TypeError: can't multiply sequence by non-int of type 'float'

In [38]:
## We can also ask for the length of a string (number of individual characters)
len(s1)

4

There are many more tricks you can do with strings, but we will not go further into that for now.

### Composite types and collections

Now we can do something with booleans, numbers, and strings. That is fine, but it is still hard to express any non-trivial computation using only the basic stuff we have seen so far.

For instance, let us imagine that we are provided with a simple list of numbers:

* 3
* 7
* 5
* 11
* 14
* 3
* -5

and we would like to compute their sum. Using only the basic operators and primitive types it would take a lof typing and would defy any advantage of using a computer in the first place!

In [39]:
num1 = 3
num2 = 7
num3 = 5
num4 = 11
num5 = 14
num6 = 3
num7 = -5

total = num1 + num2 + num3 + num4 + num5 + num6 + num7
total

38

That is stupid, right? The good news is that we have also more 'composite' types that allow us to arrange multiple objects into so-called **collections**.

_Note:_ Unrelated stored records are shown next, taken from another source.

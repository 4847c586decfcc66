//! # bsl-common-types
//!
//! Shared vocabulary of 1C:Enterprise (BSL) tooling.
//!
//! Provides bilingual names, metadata kinds, module kinds, references to metadata objects,
//! value types with their qualifiers and value type descriptions. Every lookup by name is
//! case-insensitive and accepts both the Russian and the English spelling. Names, references
//! and computed value types are interned process-wide.

pub mod enum_with_name;
pub mod error;
mod intern;
pub mod mdo_reference;
pub mod mdo_type;
pub mod module_type;
pub mod multi_language_string;
pub mod multi_name;
pub mod qualifiers;
pub mod script_variant;
pub mod value;
pub mod value_type_description;

pub use enum_with_name::{EnumWithName, compute_keys};
pub use error::{BslError, Result};
pub use mdo_reference::MdoReference;
pub use mdo_type::MdoType;
pub use module_type::ModuleType;
pub use multi_language_string::MultiLanguageString;
pub use multi_name::MultiName;
pub use qualifiers::{AllowedLength, DateFractions, Qualifier};
pub use script_variant::ScriptVariant;
pub use value::{ValueType, ValueTypeVariant, ValueTypes};
pub use value_type_description::ValueTypeDescription;
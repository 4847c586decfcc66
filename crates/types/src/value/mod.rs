//! Types a value of the language can have.

pub mod custom;
pub mod metadata;
pub mod primitive;
mod registry;
pub mod v8;

use std::fmt::Display;

use serde::{Deserialize, Serialize};

use crate::{enum_with_name::EnumWithName, mdo_type::MdoType, multi_name::MultiName};

pub use custom::CustomValueType;
pub use metadata::MetadataValueType;
pub use primitive::PrimitiveValueType;
pub use registry::ValueTypes;
pub use v8::V8ValueType;

/// Family a value type belongs to.
#[derive(Debug, Clone, Copy, PartialEq, Eq, Hash, Serialize, Deserialize)]
pub enum ValueTypeVariant {
    Primitive,
    V8,
    Metadata,
    Form,
    Unknown,
}

#[derive(Debug, Clone, PartialEq, Eq, Hash)]
pub enum ValueType {
    Primitive(PrimitiveValueType),
    V8(V8ValueType),
    Metadata(MetadataValueType),
    Custom(CustomValueType),
}

impl ValueType {
    #[must_use]
    pub fn full_name(&self) -> MultiName {
        match self {
            Self::Primitive(value) => value.full_name(),
            Self::V8(value) => value.full_name(),
            Self::Metadata(value) => value.full_name().clone(),
            Self::Custom(value) => value.full_name().clone(),
        }
    }

    /// Russian name when there is one, English otherwise.
    #[must_use]
    pub fn name(&self) -> &str {
        match self {
            Self::Primitive(value) => value.name(),
            Self::V8(value) => value.name(),
            Self::Metadata(value) => value.full_name().get(),
            Self::Custom(value) => value.full_name().get(),
        }
    }

    #[must_use]
    pub fn name_en(&self) -> &str {
        match self {
            Self::Primitive(value) => value.name_en(),
            Self::V8(value) => value.name_en(),
            Self::Metadata(value) => value.full_name().en(),
            Self::Custom(value) => value.full_name().en(),
        }
    }

    #[must_use]
    pub fn name_ru(&self) -> &str {
        match self {
            Self::Primitive(value) => value.name_ru(),
            Self::V8(value) => value.name_ru(),
            Self::Metadata(value) => value.full_name().ru(),
            Self::Custom(value) => value.full_name().ru(),
        }
    }

    #[must_use]
    pub fn variant(&self) -> ValueTypeVariant {
        match self {
            Self::Primitive(_) => ValueTypeVariant::Primitive,
            Self::V8(_) => ValueTypeVariant::V8,
            Self::Metadata(_) => ValueTypeVariant::Metadata,
            Self::Custom(_) => ValueTypeVariant::Unknown,
        }
    }

    /// Metadata kind the type is derived from, `Unknown` for everything but metadata types.
    #[must_use]
    pub fn kind(&self) -> MdoType {
        match self {
            Self::Metadata(value) => value.kind(),
            _ => MdoType::Unknown,
        }
    }

    #[must_use]
    pub fn is_composite(&self) -> bool {
        match self {
            Self::Metadata(value) => value.is_composite(),
            _ => false,
        }
    }
}

impl From<PrimitiveValueType> for ValueType {
    fn from(value: PrimitiveValueType) -> Self {
        Self::Primitive(value)
    }
}

impl From<V8ValueType> for ValueType {
    fn from(value: V8ValueType) -> Self {
        Self::V8(value)
    }
}

impl From<MetadataValueType> for ValueType {
    fn from(value: MetadataValueType) -> Self {
        Self::Metadata(value)
    }
}

impl From<CustomValueType> for ValueType {
    fn from(value: CustomValueType) -> Self {
        Self::Custom(value)
    }
}

impl Display for ValueType {
    fn fmt(&self, f: &mut std::fmt::Formatter<'_>) -> std::fmt::Result {
        write!(f, "{}", self.name())
    }
}
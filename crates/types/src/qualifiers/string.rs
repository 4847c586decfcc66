use serde::{Deserialize, Serialize};

use crate::{enum_with_name::EnumWithName, multi_name::MultiName};

use super::AllowedLength;

#[derive(Debug, Clone, Copy, PartialEq, Eq, Hash, Serialize, Deserialize)]
#[serde(rename_all = "camelCase")]
pub struct StringQualifiers {
    length: u32,
    allowed_length: AllowedLength,
}

impl StringQualifiers {
    /// Qualifier of a variable-length string; zero length means unlimited.
    #[must_use]
    pub fn new(length: u32) -> Self {
        Self::with_allowed_length(length, AllowedLength::Variable)
    }

    #[must_use]
    pub fn with_allowed_length(length: u32, allowed_length: AllowedLength) -> Self {
        Self {
            length,
            allowed_length,
        }
    }

    #[must_use]
    pub fn length(&self) -> u32 {
        self.length
    }

    #[must_use]
    pub fn allowed_length(&self) -> AllowedLength {
        self.allowed_length
    }

    #[must_use]
    pub fn description(&self) -> MultiName {
        MultiName::new(
            &format!(
                "StringQualifiers ({}, {})",
                self.length,
                self.allowed_length.name_en()
            ),
            &format!(
                "КвалификаторыСтроки ({}, {})",
                self.length,
                self.allowed_length.name_ru()
            ),
        )
    }
}

#[cfg(test)]
mod tests {
    use super::*;

    #[test]
    fn test_create() {
        let qualifiers = StringQualifiers::new(10);
        assert_eq!(qualifiers.length(), 10);
        assert_eq!(qualifiers.allowed_length(), AllowedLength::Variable);
        assert_eq!(qualifiers.description().en(), "StringQualifiers (10, Variable)");
        assert_eq!(qualifiers.description().ru(), "КвалификаторыСтроки (10, Переменная)");

        let fixed = StringQualifiers::with_allowed_length(3, AllowedLength::Fixed);
        assert_eq!(fixed.allowed_length(), AllowedLength::Fixed);
        assert_eq!(fixed.description().en(), "StringQualifiers (3, Fixed)");
    }
}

Perhaps the most obvious and typical type of collection is **list**. It also enables us to at least try to solve our problem in a more efficient manner.

In [40]:
## We can arrange multiple values (separated with commas) in a list
numbers = [ 3, 7, 5, 11, 14, 3, -5 ]

Ok, this is cool, but what to do with it? For starters we can try to access individual elements of a list.

In [41]:
## NOTE: in Python we start counting from 0 !!!!
numbers[0]   # First element

3

In [42]:
numbers[3]   # 3+1 = 4th element

11

In [43]:
## We can also count starting from the end
numbers[-1]  # The last element

-5

In [44]:
numbers[-3]  # The third last element

## QUESTION: 
## why don't we start backward counting from 0 ??
## What will `numbers[-0]` give??
## This perhaps tells us something about how Python PARSES the source code

14

In [45]:
## We can also access slices of lists
numbers[2:5] ## Which elements does this give?

[5, 11, 14]

In [46]:
## From the beggining up to some element
numbers[:5]

[3, 7, 5, 11, 14]

In [47]:
## From an element to the end
numbers[3:]

[11, 14, 3, -5]

In [48]:
## We can also use negative indexes
numbers[-3:]

[14, 3, -5]

In [49]:
## We can also leverage the power of our list using some built-in commands
## For instance, we can count the elements by asking for the length of the list
len(numbers)

7

In [50]:
## More importantly, to solve our task we can use the built-in sum function
## It consumes a collection of numbers adds them up
sum(numbers)

38

Ok, but what happened under the hood? What did Python do to actually compute the sum?
Moreover, it would be quite stupid if the only advantage we could gain from a list would be keeping our items arranged and applying some predefined built-in commands. We want to be able to express arbitrary computations on multiple values in a concise manner.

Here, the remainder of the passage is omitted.